Surround = L -R, Centre = L+R matrix decoder |
In Reaper, our music production DAW, we generated a surround channel by sending the rear tracks, that now aren't routed to mix output to Surround L and Surround R, with Surround L inverted, and then add these to the mix. So that tracks that are not dead Center or Rear are a bit of front and rear, and surround tracks are just from the rear. Dead Center just from the front.
The result sounds interesting, and stereo compatible, but not mono compatible. We will try a HD AUDIO RUSH decoder soon, and plan to do our mixes with these rear channels as one mix option.
Now that isn't in surround, but has given us the drive to expand our own mixed media music art tech project.... An extension of our SteamPunk Sunset.
So SQ might be dead, but surround and matrix encoding and decoding that came from it aren't.
9 comments:
Fascinating stuff! Really appreciate the insights on this blog. Thank you & please keep it up
Did the SQ board ever come to fruition? Looks like a fun project for listening to some of my SQ LPs.
would love to know if there are further revisions and what the transistors are...
Did the SQ board ever come to fruition? Looks like a fun project for listening to some of my SQ LPs.
would love to know if there are further revisions and what the transistors are...
I didn't make the PCB, just formalized the veroboard unit I show in the blog. This video has the SQ soundtrack: https://youtu.be/wvC5xQhsWvo
The only thing put into the rear channels are the "alien whale call" Theremin tones. This is the first thing you hear. When you play this back in stereo, they have a strange "other" placement, but with my decode, they just came out the rear channels..
Do you have a copy of the original ETI Discrete SQ Decoder article? Is there a PC board in that article for the layout? Just thought, I'd enquire before going to the website and pruchasing said article.
Just to clarify, for your circuit, I assume that sub-woofer is connected to centre (C)? and 2 x Mono surrounds would be LeftBack and RightBack and L and R are LeftFront and RightFront?

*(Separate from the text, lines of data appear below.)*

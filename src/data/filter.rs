use std::borrow::Cow;

use serde::{Deserialize, Serialize};
use thiserror::Error;

use super::classify::{self, ColumnKind, Schema, DEFAULT_CARDINALITY_THRESHOLD};
use super::model::Table;
use super::normalize::{self, DEFAULT_DATE_FORMAT};
use super::predicate::{self, FilterParams};

// ---------------------------------------------------------------------------
// Errors surfaced to the caller of the engine
// ---------------------------------------------------------------------------

#[derive(Debug, Error)]
pub enum FilterError {
    #[error("invalid pattern '{pattern}' for column '{column}': {source}")]
    InvalidPattern {
        column: String,
        pattern: String,
        #[source]
        source: regex::Error,
    },
    #[error("invalid range for column '{column}': {lo} is after {hi}")]
    InvalidRange { column: String, lo: String, hi: String },
    #[error("no column named '{0}'")]
    UnknownColumn(String),
    #[error("column '{column}' holds {actual} values, cannot apply a {requested} filter")]
    KindMismatch {
        column: String,
        actual: ColumnKind,
        requested: ColumnKind,
    },
}

// ---------------------------------------------------------------------------
// Configuration
// ---------------------------------------------------------------------------

#[derive(Debug, Clone, PartialEq, Eq, Serialize, Deserialize)]
#[serde(default)]
pub struct FilterConfig {
    /// Columns with fewer distinct values are filtered by membership.
    pub cardinality_threshold: usize,
    /// `chrono` pattern text columns are parsed against.
    pub date_format: String,
}

impl Default for FilterConfig {
    fn default() -> Self {
        Self {
            cardinality_threshold: DEFAULT_CARDINALITY_THRESHOLD,
            date_format: DEFAULT_DATE_FORMAT.to_string(),
        }
    }
}

// ---------------------------------------------------------------------------
// FilterSpec / FilterSet – the user's current selections
// ---------------------------------------------------------------------------

/// One active filter on one column.
#[derive(Debug, Clone, PartialEq)]
pub struct FilterSpec {
    pub column: String,
    pub params: FilterParams,
}

impl FilterSpec {
    pub fn kind(&self) -> ColumnKind {
        self.params.kind()
    }
}

/// The active filters, in the order the user picked them. Order is kept for
/// display only; it never changes the result.
#[derive(Debug, Clone, PartialEq, Default)]
pub struct FilterSet {
    /// Master switch. When off the engine passes tables through untouched.
    pub enabled: bool,
    specs: Vec<FilterSpec>,
}

impl FilterSet {
    pub fn new(enabled: bool) -> Self {
        Self {
            enabled,
            specs: Vec::new(),
        }
    }

    /// Start filtering `column`. Re-selecting a column replaces its
    /// parameters but keeps its position.
    pub fn select(&mut self, column: impl Into<String>, params: FilterParams) {
        let column = column.into();
        match self.get_mut(&column) {
            Some(existing) => *existing = params,
            None => self.specs.push(FilterSpec { column, params }),
        }
    }

    /// Builder form of [`select`](Self::select).
    pub fn with(mut self, column: impl Into<String>, params: FilterParams) -> Self {
        self.select(column, params);
        self
    }

    /// Stop filtering `column`, dropping its parameters.
    pub fn deselect(&mut self, column: &str) -> Option<FilterSpec> {
        let idx = self.specs.iter().position(|s| s.column == column)?;
        Some(self.specs.remove(idx))
    }

    pub fn get(&self, column: &str) -> Option<&FilterParams> {
        self.specs
            .iter()
            .find(|s| s.column == column)
            .map(|s| &s.params)
    }

    pub fn get_mut(&mut self, column: &str) -> Option<&mut FilterParams> {
        self.specs
            .iter_mut()
            .find(|s| s.column == column)
            .map(|s| &mut s.params)
    }

    pub fn is_selected(&self, column: &str) -> bool {
        self.get(column).is_some()
    }

    pub fn specs(&self) -> &[FilterSpec] {
        &self.specs
    }

    pub fn columns(&self) -> Vec<String> {
        self.specs.iter().map(|s| s.column.clone()).collect()
    }

    pub fn clear(&mut self) {
        self.specs.clear();
    }

    pub fn len(&self) -> usize {
        self.specs.len()
    }

    pub fn is_empty(&self) -> bool {
        self.specs.is_empty()
    }
}

// ---------------------------------------------------------------------------
// Engine
// ---------------------------------------------------------------------------

/// A normalized copy of a table together with its inferred kinds.
#[derive(Debug, Clone)]
pub struct PreparedTable {
    pub table: Table,
    pub schema: Schema,
}

/// Result of one engine run.
#[derive(Debug, Clone)]
pub struct FilterOutcome<'a> {
    /// Borrowed when filtering is disabled, owned otherwise.
    pub table: Cow<'a, Table>,
    pub row_count: usize,
}

impl FilterOutcome<'_> {
    pub fn into_owned(self) -> Table {
        self.table.into_owned()
    }
}

#[derive(Debug, Clone, Default)]
pub struct FilterEngine {
    config: FilterConfig,
}

impl FilterEngine {
    pub fn new(config: FilterConfig) -> Self {
        Self { config }
    }

    pub fn config(&self) -> &FilterConfig {
        &self.config
    }

    /// Copy `table`, normalize every column, and classify each one.
    ///
    /// The UI uses this to pick a control and its defaults for every column,
    /// selected or not.
    pub fn prepare(&self, table: &Table) -> PreparedTable {
        let mut table = table.clone();
        normalize::normalize_table(&mut table, &self.config.date_format);
        let schema = classify::infer_schema(&table, self.config.cardinality_threshold);
        PreparedTable { table, schema }
    }

    /// Apply `filters` to `table`.
    ///
    /// With filtering disabled the input is handed back as-is. Otherwise every
    /// predicate is built before any row is dropped, so a bad parameter on
    /// any column fails the whole call and no partial result escapes.
    ///
    /// The rows returned are the rows of `table`, not their normalized form.
    pub fn filter<'a>(
        &self,
        table: &'a Table,
        filters: &FilterSet,
    ) -> Result<FilterOutcome<'a>, FilterError> {
        if !filters.enabled {
            return Ok(FilterOutcome {
                row_count: table.len(),
                table: Cow::Borrowed(table),
            });
        }

        let prepared = self.prepare(table);
        let filtered = self.apply(table, &prepared, filters)?;
        let row_count = filtered.len();
        log::debug!(
            "{} of {} rows pass {} filter(s)",
            row_count,
            table.len(),
            filters.len()
        );
        Ok(FilterOutcome {
            table: Cow::Owned(filtered),
            row_count,
        })
    }

    /// AND-combine the predicates of `filters` and keep the matching rows of
    /// `source`. `prepared` must come from [`prepare`](Self::prepare) on
    /// `source`.
    ///
    /// A cell passes when either its loaded value or its normalized reading
    /// does. Normalization is all-or-nothing per column, so a subset of rows
    /// can normalize where the whole table did not; checking both forms keeps
    /// re-filtering a filtered table from dropping further rows.
    pub fn apply(
        &self,
        source: &Table,
        prepared: &PreparedTable,
        filters: &FilterSet,
    ) -> Result<Table, FilterError> {
        let table = &prepared.table;

        let mut bound = Vec::with_capacity(filters.len());
        for spec in filters.specs() {
            let idx = table
                .column_index(&spec.column)
                .ok_or_else(|| FilterError::UnknownColumn(spec.column.clone()))?;
            let col = &table.columns()[idx];
            let actual = prepared
                .schema
                .kind(&spec.column)
                .unwrap_or_else(|| classify::classify(col, self.config.cardinality_threshold));

            if !classify::supports(col, spec.kind()) {
                return Err(FilterError::KindMismatch {
                    column: spec.column.clone(),
                    actual,
                    requested: spec.kind(),
                });
            }
            if let Some(pred) = predicate::build(col, &spec.params)? {
                log::trace!("filter on '{}' ({actual}) active", spec.column);
                bound.push((idx, pred));
            }
        }

        let mut keep = vec![true; table.len()];
        for (idx, pred) in &bound {
            let normalized = &table.columns()[*idx].values;
            let loaded = &source.columns()[*idx].values;
            for (row, flag) in keep.iter_mut().enumerate() {
                if *flag && !pred.matches(&normalized[row]) && !pred.matches(&loaded[row]) {
                    *flag = false;
                }
            }
        }

        let indices: Vec<usize> = keep
            .iter()
            .enumerate()
            .filter(|(_, k)| **k)
            .map(|(i, _)| i)
            .collect();
        Ok(source.take_rows(&indices))
    }
}
use eframe::egui::{Color32, RichText, ScrollArea, Ui};
use egui_plot::{Legend, Line, Plot, PlotPoints, Points};

use rusty_dash::viz::{ChartData, ChartSpec};

use crate::state::AppState;

const MIN_RADIUS: f32 = 2.0;
const MAX_RADIUS: f32 = 12.0;

// ---------------------------------------------------------------------------
// Charts (central panel)
// ---------------------------------------------------------------------------

/// Render every configured chart over the current view.
pub fn charts(ui: &mut Ui, state: &AppState) {
    ui.heading(&state.config.title);

    let Some(view) = state.view() else {
        ui.centered_and_justified(|ui: &mut Ui| {
            ui.heading("Open a file to explore it  (File → Open…)");
        });
        return;
    };

    ScrollArea::vertical()
        .auto_shrink([false, false])
        .show(ui, |ui: &mut Ui| {
            for (idx, chart) in state.config.charts.iter().enumerate() {
                ui.separator();
                ui.strong(&chart.title);
                match chart.series(view) {
                    Ok(data) => chart_plot(ui, state, idx, chart, &data),
                    Err(e) => {
                        ui.label(RichText::new(format!("Cannot draw chart: {e}")).color(Color32::RED));
                    }
                }
                if let Some(caption) = &chart.caption {
                    ui.label(caption);
                }
            }
        });
}

fn chart_plot(ui: &mut Ui, state: &AppState, idx: usize, chart: &ChartSpec, data: &ChartData) {
    let color_map = chart.color.as_ref().and_then(|c| state.color_maps.get(c));
    let radius = size_scale(data);

    Plot::new(("chart", idx))
        .legend(Legend::default())
        .x_axis_label(chart.x.as_str())
        .y_axis_label(chart.y.as_str())
        .height(320.0)
        .allow_boxed_zoom(true)
        .allow_drag(true)
        .allow_scroll(true)
        .allow_zoom(true)
        .show(ui, |plot_ui| {
            for point in &data.points {
                // Determine colour from the colour-by column.
                let color = point
                    .color
                    .as_ref()
                    .and_then(|v| Some(color_map?.color_for(v)))
                    .unwrap_or(Color32::LIGHT_BLUE);

                // Legend entries group by colour value.
                let name = point
                    .color
                    .as_ref()
                    .map(|v| v.to_string())
                    .unwrap_or_else(|| chart.y.clone());

                let marker = Points::new(vec![[point.x, point.y]])
                    .name(name)
                    .color(color)
                    .filled(true)
                    .radius(radius(point.size));
                plot_ui.points(marker);
            }

            if let Some((slope, intercept)) = data.trend {
                let (lo, hi) = data
                    .points
                    .iter()
                    .fold((f64::INFINITY, f64::NEG_INFINITY), |(lo, hi), p| {
                        (lo.min(p.x), hi.max(p.x))
                    });
                let line: PlotPoints = [lo, hi]
                    .iter()
                    .map(|&x| [x, slope * x + intercept])
                    .collect();
                plot_ui.line(Line::new(line).name("OLS trend").color(Color32::RED).width(1.5));
            }
        });
}

/// Map size values linearly onto marker radii.
fn size_scale(data: &ChartData) -> impl Fn(Option<f64>) -> f32 {
    let (min, max) = data
        .points
        .iter()
        .filter_map(|p| p.size)
        .fold((f64::INFINITY, f64::NEG_INFINITY), |(lo, hi), s| (lo.min(s), hi.max(s)));
    let range = max - min;
    move |size| match size {
        Some(s) if range.is_finite() && range > f64::EPSILON => {
            MIN_RADIUS + (MAX_RADIUS - MIN_RADIUS) * ((s - min) / range) as f32
        }
        Some(_) => (MIN_RADIUS + MAX_RADIUS) / 2.0,
        None => 3.0,
    }
}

Also you mention using a DAW, is this only if you want to record/mix, otherwise no software is required when using this decoder. Reason I ask, I have several opera vinyl LPs that were recorded in SQ format, and was looking to build a simple converter to be able to listen to them rather than just on stereo equip.
Cheers,
Chris
Hello Adrian. Working on SQ decoder and wonder from which number of Electronics Today International you got the schematic for the "Discrete SQ decoder" project 420E. Browsed various numbers I found on the internet, but no trace yet...
Martin Albers
Hello Ardian. From which number of ETI did you take the Discrete SQ decoder.
Only just discovered a whole lot comments on this topic!
I had an ETI PROJECTS book that had the Decoder in it, but that and along with a lot of other stuff with our home downsizing and recent move back to Japan. So I don't have any of the ETI stuff any more to answer any questions.
There you go Martin Albers: https://worldradiohistory.com/UK/Electronics-Today-UK/70s/Electronics-Today-1974-06.pdf, UK edition, june of '74. I build the circuit and works good, now I'm trying to feed the outputs to the logic motrolla IC's, MC1314 and MC1315.